___ RECORDS
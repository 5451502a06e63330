//! Overpass API client: the default [`RegionSource`]. Builds one Overpass QL
//! query per tile from the tile's bounding box and the caller's tag filter,
//! decodes the JSON response into [`RawFeature`]s.

use std::collections::BTreeMap;
use std::time::Duration;

use anyhow::{anyhow, Context, Result};
use geo::{Coord, Rect};
use reqwest::{blocking::Client, StatusCode};
use serde::Deserialize;

use crate::query::{FeatureGeometry, FeatureId, QueryError, RawFeature, RegionSource};
use crate::tags::TagFilter;

/// The public Overpass endpoint. Heavily rate limited; keep the engine's
/// pacing delay in place when querying it.
pub const DEFAULT_OVERPASS_ENDPOINT: &str = "https://overpass-api.de/api/interpreter";

/// Server-side evaluation budget baked into each query, seconds.
const QL_TIMEOUT_SECS: u64 = 25;

/// Blocking Overpass client with a per-request timeout.
pub struct OverpassClient {
    client: Client,
    endpoint: String,
}

impl OverpassClient {
    /// Build a client for `endpoint`. `timeout` bounds the whole request;
    /// expiry is reported as a transient failure, not a fatal one.
    pub fn new(endpoint: impl Into<String>, timeout: Option<Duration>) -> Result<Self> {
        let mut builder = Client::builder()
            .user_agent(concat!("trackside/", env!("CARGO_PKG_VERSION")));
        if let Some(timeout) = timeout {
            builder = builder.timeout(timeout);
        }
        let client = builder.build().context("build HTTP client")?;
        Ok(Self { client, endpoint: endpoint.into() })
    }

    /// Client for the public endpoint with a timeout matching the query's
    /// server-side budget.
    pub fn public() -> Result<Self> {
        Self::new(
            DEFAULT_OVERPASS_ENDPOINT,
            Some(Duration::from_secs(QL_TIMEOUT_SECS + 5)),
        )
    }

    /// Client for the public endpoint honoring the engine's per-query
    /// timeout knob.
    pub fn for_config(config: &crate::config::EngineConfig) -> Result<Self> {
        Self::new(DEFAULT_OVERPASS_ENDPOINT, config.query_timeout)
    }
}

impl RegionSource for OverpassClient {
    fn query_region(
        &self,
        bbox: &Rect<f64>,
        filter: &TagFilter,
    ) -> Result<Vec<RawFeature>, QueryError> {
        let query = build_query(bbox, filter);

        let resp = self
            .client
            .post(&self.endpoint)
            .body(query)
            .send()
            .map_err(classify_send_error)?;

        match resp.status() {
            status if status.is_success() => {}
            StatusCode::TOO_MANY_REQUESTS | StatusCode::GATEWAY_TIMEOUT => {
                return Err(QueryError::Transient(format!(
                    "service throttled the query ({})",
                    resp.status()
                )));
            }
            status => {
                return Err(QueryError::Fatal(anyhow!(
                    "query to {} failed with status {status}",
                    self.endpoint
                )));
            }
        }

        let body = resp
            .text()
            .map_err(|e| QueryError::Transient(format!("truncated response body: {e}")))?;
        let decoded: OverpassResponse = serde_json::from_str(&body)
            .map_err(|e| QueryError::Transient(format!("undecodable response body: {e}")))?;

        // Overpass reports its own timeouts and memory limits as a remark
        // alongside an empty element list.
        if decoded.elements.is_empty() {
            if let Some(remark) = decoded.remark {
                return Err(QueryError::Transient(format!("service remark: {remark}")));
            }
            return Ok(Vec::new()); // explicit no-data
        }

        Ok(decoded
            .elements
            .into_iter()
            .filter_map(OverpassElement::into_raw_feature)
            .collect())
    }
}

fn classify_send_error(err: reqwest::Error) -> QueryError {
    if err.is_timeout() {
        QueryError::Transient(format!("query timed out: {err}"))
    } else {
        QueryError::Fatal(anyhow!(err).context("map-data service unreachable"))
    }
}

/// Overpass QL for one tile: every (key, value) pair of the filter matches as
/// a logical OR, over both nodes and ways, restricted to the tile's box.
fn build_query(bbox: &Rect<f64>, filter: &TagFilter) -> String {
    // Overpass boxes are (south, west, north, east).
    let bounds = format!(
        "({:.7},{:.7},{:.7},{:.7})",
        bbox.min().y,
        bbox.min().x,
        bbox.max().y,
        bbox.max().x
    );

    let mut query = format!("[out:json][timeout:{QL_TIMEOUT_SECS}];(");
    for (key, values) in filter.iter() {
        if values.is_empty() {
            continue;
        }
        let alternation =
            values.iter().map(|v| regex_escape(v)).collect::<Vec<_>>().join("|");
        let pattern = ql_escape(&format!("^({alternation})$"));
        let key = ql_escape(key);
        for kind in ["node", "way"] {
            query.push_str(&format!("{kind}[\"{key}\"~\"{pattern}\"]{bounds};"));
        }
    }
    query.push_str(");out geom;");
    query
}

/// Prefix regex metacharacters so a tag value matches only itself inside the
/// alternation.
fn regex_escape(value: &str) -> String {
    let mut out = String::with_capacity(value.len());
    for c in value.chars() {
        if "\\.^$*+?()[]{}|".contains(c) {
            out.push('\\');
        }
        out.push(c);
    }
    out
}

/// Escape a string for embedding between double quotes in Overpass QL.
fn ql_escape(s: &str) -> String {
    let mut out = String::with_capacity(s.len());
    for c in s.chars() {
        match c {
            '"' => out.push_str("\\\""),
            '\\' => out.push_str("\\\\"),
            _ => out.push(c),
        }
    }
    out
}

#[derive(Debug, Deserialize)]
struct OverpassResponse {
    #[serde(default)]
    elements: Vec<OverpassElement>,
    remark: Option<String>,
}

#[derive(Debug, Deserialize)]
struct OverpassElement {
    #[serde(rename = "type")]
    kind: String,
    id: i64,
    lon: Option<f64>,
    lat: Option<f64>,
    #[serde(default)]
    geometry: Vec<OverpassVertex>,
    #[serde(default)]
    tags: BTreeMap<String, String>,
}

#[derive(Debug, Deserialize)]
struct OverpassVertex {
    lat: f64,
    lon: f64,
}

impl OverpassElement {
    /// Map one element to a feature; elements without usable geometry are
    /// skipped rather than failing the batch.
    fn into_raw_feature(self) -> Option<RawFeature> {
        let (id, geometry) = match self.kind.as_str() {
            "node" => {
                let (lon, lat) = (self.lon?, self.lat?);
                (FeatureId::Node(self.id), FeatureGeometry::Point(Coord { x: lon, y: lat }))
            }
            "way" => {
                if self.geometry.is_empty() {
                    return None;
                }
                let ring = self
                    .geometry
                    .iter()
                    .map(|v| Coord { x: v.lon, y: v.lat })
                    .collect();
                (FeatureId::Way(self.id), FeatureGeometry::Polygon(ring))
            }
            _ => return None,
        };
        Some(RawFeature { id: Some(id), geometry, tags: self.tags })
    }
}

// ---------------------------------------------------------------------------
// Tests
// ---------------------------------------------------------------------------
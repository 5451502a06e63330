//! Zone-based planar projection used to compute true centroids and metric
//! distances. Geographic degrees are neither equal-area nor conformal at POI
//! scale, so centroid and distance math happens in a locally accurate UTM
//! zone and results are converted back to lon/lat.

use anyhow::{anyhow, Context, Result};
use geo::Coord;
use proj4rs::{proj::Proj as Proj4, transform::transform};

/// PROJ.4 string for the source geographic CRS (degrees → radians handled in code).
const WGS84_PROJ4: &str = "+proj=longlat +datum=WGS84 +no_defs";

/// One of the 60 fixed 6°-wide UTM longitude bands, numbered 1..=60 from
/// 180°W eastward.
#[derive(Clone, Copy, Debug, PartialEq, Eq, Hash)]
pub struct UtmZone(u8);

impl UtmZone {
    /// Pick the zone covering `lon`. Deterministic, no hidden state.
    pub fn for_longitude(lon: f64) -> Self {
        let zone = (((lon + 180.0) / 6.0).floor() as i32 + 1).clamp(1, 60) as u8;
        Self(zone)
    }

    pub fn number(&self) -> u8 {
        self.0
    }

    fn proj4(&self) -> String {
        format!("+proj=utm +zone={} +datum=WGS84 +units=m +no_defs", self.0)
    }
}

/// A WGS84 ↔ UTM transform pair for one zone.
///
/// Forward maps lon/lat degrees to UTM meters; inverse maps back. Southern
/// latitudes come out with negative northings, which is fine for centroid and
/// distance math (no false northing needed).
pub struct PlanarCrs {
    zone: UtmZone,
    geographic: Proj4,
    planar: Proj4,
}

impl PlanarCrs {
    pub fn new(zone: UtmZone) -> Result<Self> {
        let geographic = Proj4::from_proj_string(WGS84_PROJ4)
            .map_err(|e| anyhow!("failed to build source PROJ.4: {e}"))?;
        let planar = Proj4::from_proj_string(&zone.proj4())
            .map_err(|e| anyhow!("failed to build UTM PROJ.4 for zone {}: {e}", zone.number()))?;
        Ok(Self { zone, geographic, planar })
    }

    /// Convenience: the CRS for the zone covering `lon`.
    pub fn for_longitude(lon: f64) -> Result<Self> {
        Self::new(UtmZone::for_longitude(lon))
            .with_context(|| format!("planar CRS for longitude {lon}"))
    }

    pub fn zone(&self) -> UtmZone {
        self.zone
    }

    /// lon/lat degrees → UTM meters.
    pub fn to_planar(&self, coord: Coord<f64>) -> Result<Coord<f64>> {
        let mut point = (coord.x.to_radians(), coord.y.to_radians(), 0.0);
        transform(&self.geographic, &self.planar, &mut point)
            .map_err(|e| anyhow!("forward UTM transform failed: {e}"))?;
        Ok(Coord { x: point.0, y: point.1 })
    }

    /// UTM meters → lon/lat degrees.
    pub fn to_geographic(&self, coord: Coord<f64>) -> Result<Coord<f64>> {
        let mut point = (coord.x, coord.y, 0.0);
        transform(&self.planar, &self.geographic, &mut point)
            .map_err(|e| anyhow!("inverse UTM transform failed: {e}"))?;
        Ok(Coord { x: point.0.to_degrees(), y: point.1.to_degrees() })
    }

    /// Project a whole path; fails if any vertex fails to transform.
    pub fn path_to_planar(&self, coords: &[Coord<f64>]) -> Result<Vec<Coord<f64>>> {
        coords.iter().map(|c| self.to_planar(*c)).collect()
    }
}

// ---------------------------------------------------------------------------
// Tests
// ---------------------------------------------------------------------------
______
EXERCISE INSTRUCTIONS | From the entries, copy every line in which the string "tile" can be found.

FINAL ANSWER |
//! query per tile from the tile's bounding box and the caller's tag filter,
/// Overpass QL for one tile: every (key, value) pair of the filter matches as
/// a logical OR, over both nodes and ways, restricted to the tile's box.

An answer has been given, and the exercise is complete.